Für Sie persönlich dürfte Ihr politischer Auftrag einen finanziellen Abstieg gegenüber ihrer Führungsaufgabe als hds-Direktor bedeuten.
Davon können Sie ausgehen.
Und bei Ihrem Arbeitgeber hds gehen Sie in den politischen Wartestand?
Ja. So wie es das Gesetz vorsieht.
Laufen wir Gefahr, durch die Hetze auf Politiker und ihre Kosten gute Leute von der Politik fernzuhalten?
Es ist in der Vergangenheit einfach zu viel passiert. Wir dürfen uns über das schlechte Ansehen der Politiker nicht wundern. Natürlich ist das schade, denn Politik ist wichtig. Und wenn die politische Klasse pauschal an die Wand gestellt wird, dann werden sich immer weniger Köpfe – vor allem gute Köpfe – finden, die sich das antun bzw. dann wird die Motivation jener Politiker untergraben, die sich ehrlich bemühen.
War es Ihrer Meinung nach eine gute Entscheidung von Landeshauptmann Arno Kompatscher, die Wirtschaft zur Chefsache zu erklären? Kritiker meinen, ein so wichtiges und arbeitsintensives Ressort wird neben den Landeshauptmann-Agenden ganz schwer zu stemmen sein.
Altlandeshauptmann Luis Durnwalder betreute keineswegs weniger Agenden, als es jetzt Arno Kompatscher tut, nur andere. Sicher, der neue Landeshauptmann hat eine Mammutaufgabe zu stemmen, aber ich bin überzeugt, dass es ihm gelingen wird und dass er auch neue Aspekte in die Wirtschaftspolitik einbringen wird. Alles hängt von der Arbeitsweise ab, und Arno Kompatscher wird delegieren und auf die Hilfe von guten Leuten zurückgreifen – sowohl auf technischer als auch auf politischer Ebene. Der SVP-Fraktionssprecher wird den Landeshauptmann mit seinen Erfahrungen unterstützen, wo immer Arno Kompatscher dies für wünschenswert hält. Ich habe ein sehr gutes Verhältnis zum Landeshauptmann.

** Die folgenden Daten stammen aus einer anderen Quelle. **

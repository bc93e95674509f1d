use crate::core::date_range::{date_range_from_str, format_date};
use crate::core::http::{HttpFetcher, HttpRequest, HttpTransport};
use crate::core::ConfigProvider;
use crate::domain::model::{PersonRecord, PersonsResponse};
use crate::utils::error::{EtlError, Result};
use chrono::NaiveDate;

/// 每個日期區間要請求的筆數。
///
/// 以整數除法平均分配，餘數直接捨去，最後一個區間不會補上。
pub fn per_window_quantity(import_data_size: u64, window_count: usize) -> u64 {
    import_data_size / window_count.max(1) as u64
}

/// 依生日區間逐段呼叫 `/persons`，把所有結果依序串接。
///
/// API 本身不支援分頁，只能用 `_birthday_start` / `_birthday_end` 切段。
/// 任一區間失敗即中止整次擷取。
pub async fn extract_persons<C: ConfigProvider, T: HttpTransport>(
    config: &C,
    fetcher: &HttpFetcher<T>,
    start_date: Option<&str>,
    today: NaiveDate,
) -> Result<Vec<PersonRecord>> {
    tracing::info!("🚀 Extracting data from Faker Persons API...");

    let start_date = start_date.unwrap_or(config.start_date());
    let windows = date_range_from_str(start_date, None, config.date_interval(), today)?;
    let quantity = per_window_quantity(config.import_data_size(), windows.len());
    let url = config.persons_url();

    tracing::info!(
        "📋 {} date windows from {}, {} persons per window",
        windows.len(),
        start_date,
        quantity
    );

    let mut persons = Vec::new();
    for window in &windows {
        let request = HttpRequest::get(url.as_str())
            .with_param("_quantity", quantity.to_string())
            .with_param("_birthday_start", format_date(window.start))
            .with_param("_birthday_end", format_date(window.end));

        let body = fetcher.fetch(&request).await?;
        let response: PersonsResponse =
            serde_json::from_value(body).map_err(|e| EtlError::FatalExtractionError {
                url: url.clone(),
                message: format!("unexpected response shape: {}", e),
                source: None,
            })?;

        if !response.is_ok() {
            return Err(EtlError::FatalExtractionError {
                url: url.clone(),
                message: format!(
                    "upstream reported status={} code={} for {}..{}",
                    response.status,
                    response.code,
                    format_date(window.start),
                    format_date(window.end)
                ),
                source: None,
            });
        }

        tracing::debug!(
            "Window {}..{} returned {} persons",
            format_date(window.start),
            format_date(window.end),
            response.data.len()
        );
        persons.extend(response.data);
    }

    tracing::info!("📊 Extracted {} persons", persons.len());
    Ok(persons)
}

#[cfg(test)]
mod tests {
    use super::*;
    use crate::core::http::{ReqwestTransport, RetryPolicy};
    use httpmock::prelude::*;
    use serde_json::json;
    use std::time::Duration;

    struct MockConfig {
        base_url: String,
        import_data_size: u64,
        date_interval: u32,
        start_date: String,
    }

    impl MockConfig {
        fn new(base_url: String) -> Self {
            Self {
                base_url,
                import_data_size: 10,
                date_interval: 365,
                start_date: "2024-10-16".to_string(),
            }
        }
    }

    impl ConfigProvider for MockConfig {
        fn base_url(&self) -> &str {
            &self.base_url
        }

        fn import_data_size(&self) -> u64 {
            self.import_data_size
        }

        fn date_interval(&self) -> u32 {
            self.date_interval
        }

        fn start_date(&self) -> &str {
            &self.start_date
        }
    }

    fn today() -> NaiveDate {
        NaiveDate::from_ymd_opt(2026, 10, 16).unwrap()
    }

    fn fetcher() -> HttpFetcher {
        HttpFetcher::new(
            ReqwestTransport::new(Duration::from_secs(30)).unwrap(),
            RetryPolicy {
                max_retries: 3,
                delay: Duration::ZERO,
            },
            Duration::ZERO,
        )
    }

    #[test]
    fn test_per_window_quantity_drops_remainder() {
        assert_eq!(per_window_quantity(30000, 127), 236);
        assert_eq!(per_window_quantity(10, 3), 3);
        assert_eq!(per_window_quantity(10, 1), 10);
        assert_eq!(per_window_quantity(10, 0), 10);
    }

    #[tokio::test]
    async fn test_extract_concatenates_windows_in_order() {
        let server = MockServer::start_async().await;

        let first = server
            .mock_async(|when, then| {
                when.method(GET)
                    .path("/persons")
                    .query_param("_quantity", "5")
                    .query_param("_birthday_start", "2024-10-16")
                    .query_param("_birthday_end", "2025-10-15");
                then.status(200).json_body(json!({
                    "status": "OK",
                    "code": 200,
                    "data": [{"id": 1}, {"id": 2}]
                }));
            })
            .await;
        let second = server
            .mock_async(|when, then| {
                when.method(GET)
                    .path("/persons")
                    .query_param("_quantity", "5")
                    .query_param("_birthday_start", "2025-10-16")
                    .query_param("_birthday_end", "2026-10-15");
                then.status(200).json_body(json!({
                    "status": "OK",
                    "code": 200,
                    "data": [{"id": 3}]
                }));
            })
            .await;

        let config = MockConfig::new(server.url(""));
        let persons = extract_persons(&config, &fetcher(), None, today()).await.unwrap();

        first.assert_async().await;
        second.assert_async().await;
        let ids: Vec<i64> = persons.iter().map(|p| p["id"].as_i64().unwrap()).collect();
        assert_eq!(ids, vec![1, 2, 3]);
    }

    #[tokio::test]
    async fn test_start_date_override() {
        let server = MockServer::start_async().await;
        let api_mock = server
            .mock_async(|when, then| {
                when.method(GET)
                    .path("/persons")
                    .query_param("_quantity", "10")
                    .query_param("_birthday_start", "2026-01-01")
                    .query_param("_birthday_end", "2026-10-16");
                then.status(200)
                    .json_body(json!({"status": "OK", "code": 200, "data": [{"id": 7}]}));
            })
            .await;

        let config = MockConfig::new(server.url("/"));
        let persons = extract_persons(&config, &fetcher(), Some("2026-01-01"), today())
            .await
            .unwrap();

        api_mock.assert_async().await;
        assert_eq!(persons.len(), 1);
    }

    #[tokio::test]
    async fn test_logical_error_status_aborts_extraction() {
        let server = MockServer::start_async().await;
        let api_mock = server
            .mock_async(|when, then| {
                when.method(GET).path("/persons");
                then.status(200)
                    .json_body(json!({"status": "ERROR", "code": 400, "data": []}));
            })
            .await;

        let config = MockConfig::new(server.url(""));
        let err = extract_persons(&config, &fetcher(), None, today())
            .await
            .unwrap_err();

        // 第一個區間就失敗，不會再請求第二個
        api_mock.assert_hits_async(1).await;
        assert!(matches!(err, EtlError::FatalExtractionError { .. }));
        assert!(err.to_string().contains("status=ERROR code=400"));
    }

    #[tokio::test]
    async fn test_exhausted_retries_abort_extraction() {
        let server = MockServer::start_async().await;
        let api_mock = server
            .mock_async(|when, then| {
                when.method(GET).path("/persons");
                then.status(503).body("maintenance");
            })
            .await;

        let config = MockConfig::new(server.url(""));
        let err = extract_persons(&config, &fetcher(), None, today())
            .await
            .unwrap_err();

        api_mock.assert_hits_async(4).await;
        assert!(matches!(err, EtlError::FatalExtractionError { source: Some(_), .. }));
    }

    #[tokio::test]
    async fn test_invalid_start_date() {
        let config = MockConfig::new("http://localhost:1".to_string());
        let err = extract_persons(&config, &fetcher(), Some("25-03-31"), today())
            .await
            .unwrap_err();
        assert!(matches!(err, EtlError::DateFormatError { .. }));
    }
}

Freilich hat diese Entscheidung verhindert, dass Sie selbst Landesrat oder Landtagspräsident geworden sind. Es heißt, Sie seien sehr enttäuscht gewesen, auch weil sich Ihr Wahlergebnis mit gut 11.000 Stimmen sehen lassen kann.
Natürlich hätte es mich gereizt, als Landesrat Verantwortung zu übernehmen oder das Amt des Landtagspräsidenten zu bekleiden, das ich ja bereits bekleiden durfte und als sehr interessantes Amt kennengelernt habe. Aber die Politik ist kein Wunschkonzert, das stelle ich ohne Bitterkeit fest. Ich werde jetzt versuchen, die herausfordernde Aufgabe des Fraktionssprechers so gut wie möglich zu erledigen.